On pourrait prolonger le brouillard sur le pays entier et découvrir les visages de jolies femmes au dernier moment, quand elles en sortent, dans cette lumière comme un halo doux qui se passerait des ombres tout autant que des contrastes. A vrai dire, un brouillard total et généreux ne ferait qu’embellir ma vie actuelle, pas plus pourrie qu’une autre mais moins douce qu’il y a deux ans, par exemple, juste deux ans en arrière.

Un brouillard comme un manteau, ou comme une punition : on l’a bien mérité. Les nuages décideraient d’eux-mêmes de se déployer à basse altitude et au ras du sol.
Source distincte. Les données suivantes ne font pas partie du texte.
//! blurt-core - Core library for Blurt
//!
//! Everything the front ends (CLI today, app shells later) share:
//! models, the identity provider and document store clients, the
//! session handle, use-case services, and per-screen state holders.
//!
//! A front end wires it up roughly like this: build an
//! [`auth::AuthClient`] and a [`store::RestDocumentStore`] for the
//! configured backend, hand both to the services together with one
//! [`SessionHandle`], and render from the state holders' snapshots.

pub mod auth;
pub mod error;
pub mod models;
pub mod services;
pub mod session;
pub mod state;
pub mod store;
pub mod util;

pub use error::{Error, Result};
pub use models::{Post, UserProfile};
pub use session::SessionHandle;
//! CLI session persistence backed by the OS keychain.

#[cfg(test)]
use std::collections::HashMap;
#[cfg(test)]
use std::sync::{Mutex, OnceLock};

#[cfg(not(test))]
use keyring::Entry;

use blurt_core::auth::{AuthError, AuthResult, Session, SessionPersistence};

#[cfg(not(test))]
const KEYRING_SERVICE_NAME: &str = "blurt-cli";

/// One keychain entry per profile, holding the serialized session.
///
/// The test build swaps the keychain for a process-wide map so tests
/// never touch the real keyring.
#[derive(Clone)]
pub struct KeyringSessionStore {
    username: String,
}

impl KeyringSessionStore {
    #[must_use]
    pub fn new(profile_name: &str) -> Self {
        Self {
            username: format!("session:{profile_name}"),
        }
    }

    #[cfg(test)]
    fn test_store() -> &'static Mutex<HashMap<String, String>> {
        static STORE: OnceLock<Mutex<HashMap<String, String>>> = OnceLock::new();
        STORE.get_or_init(|| Mutex::new(HashMap::new()))
    }

    #[cfg(not(test))]
    fn entry(&self) -> AuthResult<Entry> {
        Entry::new(KEYRING_SERVICE_NAME, &self.username)
            .map_err(|error| AuthError::SecureStorage(error.to_string()))
    }
}

impl SessionPersistence for KeyringSessionStore {
    #[cfg(not(test))]
    fn load_session(&self) -> AuthResult<Option<Session>> {
        let entry = self.entry()?;
        match entry.get_password() {
            Ok(raw) => Ok(Some(serde_json::from_str(&raw)?)),
            Err(keyring::Error::NoEntry) => Ok(None),
            Err(error) => Err(AuthError::SecureStorage(error.to_string())),
        }
    }

    #[cfg(test)]
    fn load_session(&self) -> AuthResult<Option<Session>> {
        let guard = Self::test_store()
            .lock()
            .map_err(|error| AuthError::SecureStorage(error.to_string()))?;
        if let Some(raw) = guard.get(&self.username) {
            Ok(Some(serde_json::from_str(raw)?))
        } else {
            Ok(None)
        }
    }

    #[cfg(not(test))]
    fn save_session(&self, session: &Session) -> AuthResult<()> {
        let raw = serde_json::to_string(session)?;
        self.entry()?
            .set_password(&raw)
            .map_err(|error| AuthError::SecureStorage(error.to_string()))?;
        Ok(())
    }

    #[cfg(test)]
    fn save_session(&self, session: &Session) -> AuthResult<()> {
        let raw = serde_json::to_string(session)?;
        let mut guard = Self::test_store()
            .lock()
            .map_err(|error| AuthError::SecureStorage(error.to_string()))?;
        guard.insert(self.username.clone(), raw);
        Ok(())
    }

    #[cfg(not(test))]
    fn clear_session(&self) -> AuthResult<()> {
        let entry = self.entry()?;
        match entry.delete_credential() {
            Ok(()) | Err(keyring::Error::NoEntry) => Ok(()),
            Err(error) => Err(AuthError::SecureStorage(error.to_string())),
        }
    }

    #[cfg(test)]
    fn clear_session(&self) -> AuthResult<()> {
        let mut guard = Self::test_store()
            .lock()
            .map_err(|error| AuthError::SecureStorage(error.to_string()))?;
        guard.remove(&self.username);
        Ok(())
    }
}
use blurt_core::auth::SessionPersistence;
use blurt_core::services::SignUpOutcome;

use crate::auth::KeyringSessionStore;
use crate::cli::AuthCommands;
use crate::commands::common::build_backend;
use crate::config_profiles::{CliProfile, CliProfilesConfig};
use crate::error::CliError;

pub async fn run_auth(command: AuthCommands, global_profile: Option<&str>) -> Result<(), CliError> {
    match command {
        AuthCommands::Signup {
            profile,
            email,
            password,
        } => run_signup(profile.as_deref().or(global_profile), &email, &password).await,
        AuthCommands::Login {
            profile,
            email,
            password,
        } => run_login(profile.as_deref().or(global_profile), &email, &password).await,
        AuthCommands::Status { profile } => run_status(profile.as_deref().or(global_profile)),
        AuthCommands::Logout { profile } => run_logout(profile.as_deref().or(global_profile)).await,
    }
}

fn resolve_profile(requested: Option<&str>) -> Result<(String, CliProfile), CliError> {
    let config = CliProfilesConfig::load().map_err(CliError::Config)?;
    let profile_name = config.resolve_profile_name(requested);
    let profile = config.profile(&profile_name).cloned().unwrap_or_default();
    Ok((profile_name, profile))
}

fn unconfigured(profile_name: &str) -> CliError {
    CliError::Config(format!(
        "Profile '{profile_name}' has no backend configured. Run `blurt config init --profile {profile_name}` first."
    ))
}

async fn run_signup(
    requested: Option<&str>,
    email: &str,
    password: &str,
) -> Result<(), CliError> {
    let (profile_name, profile) = resolve_profile(requested)?;
    let Some(backend) = build_backend(&profile_name, &profile)? else {
        return Err(unconfigured(&profile_name));
    };

    match backend.accounts.sign_up(email, password).await? {
        SignUpOutcome::SignedIn(user) => {
            println!("Signed up profile '{profile_name}' as {}", user.email);
        }
        SignUpOutcome::ConfirmationRequired => {
            println!(
                "Account created. Check your inbox to confirm the address, then run `blurt auth login`."
            );
        }
    }
    Ok(())
}

async fn run_login(requested: Option<&str>, email: &str, password: &str) -> Result<(), CliError> {
    let (profile_name, profile) = resolve_profile(requested)?;
    let Some(backend) = build_backend(&profile_name, &profile)? else {
        return Err(unconfigured(&profile_name));
    };

    let user = backend.accounts.sign_in(email, password).await?;
    println!("Signed in profile '{profile_name}' as {}", user.email);
    Ok(())
}

fn run_status(requested: Option<&str>) -> Result<(), CliError> {
    let (profile_name, profile) = resolve_profile(requested)?;
    let Some(backend) = build_backend(&profile_name, &profile)? else {
        println!("Profile '{profile_name}' is not configured.");
        return Ok(());
    };

    match backend.accounts.current_session() {
        Some(session) => {
            let email = session.email.as_deref().unwrap_or("(no email)");
            println!(
                "Profile '{profile_name}' is signed in as {email} (expires_at={})",
                session.expires_at
            );
        }
        None => println!("Profile '{profile_name}' is not signed in."),
    }
    Ok(())
}

async fn run_logout(requested: Option<&str>) -> Result<(), CliError> {
    let (profile_name, profile) = resolve_profile(requested)?;
    match build_backend(&profile_name, &profile)? {
        Some(backend) => backend.accounts.sign_out().await?,
        None => {
            // No backend to revoke against; still drop any stored session.
            KeyringSessionStore::new(&profile_name)
                .clear_session()
                .map_err(|error| CliError::Auth(error.to_string()))?;
        }
    }
    println!("Signed out profile '{profile_name}'");
    Ok(())
}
Les gens finiraient par s’y habituer, et, de jour comme de nuit, l’avenir des panneaux indicateurs serait compromis. On roulerait à la prudence et - peut-être - serait-on moins pressé ?

Etre moins pressé serait déjà un progrès remarquable, à mon avis.

Si en plus ce brouillard pouvait, à la longue, et comme dans un film d’épouvante américain dans le Vermont, nous anéantir, ce serait encore mieux. L’immense banquise du nord pourrait descendre par vagues continues de brouillard homogène et nous enrober dans un linceul qui finirait par disparaître avec notre vilaine espèce. Les ponts et les chemins de fer, les autoroutes et les vieilles rues se verraient déflorer par des bouleaux et des pins, on y croiserait des biches et des clandestins : des Loups.

Puis un jour dans très longtemps ceux-là se mettraient à écrire aussi, quelque part, sur les murs peut-être, s’ils ne sont pas tombés.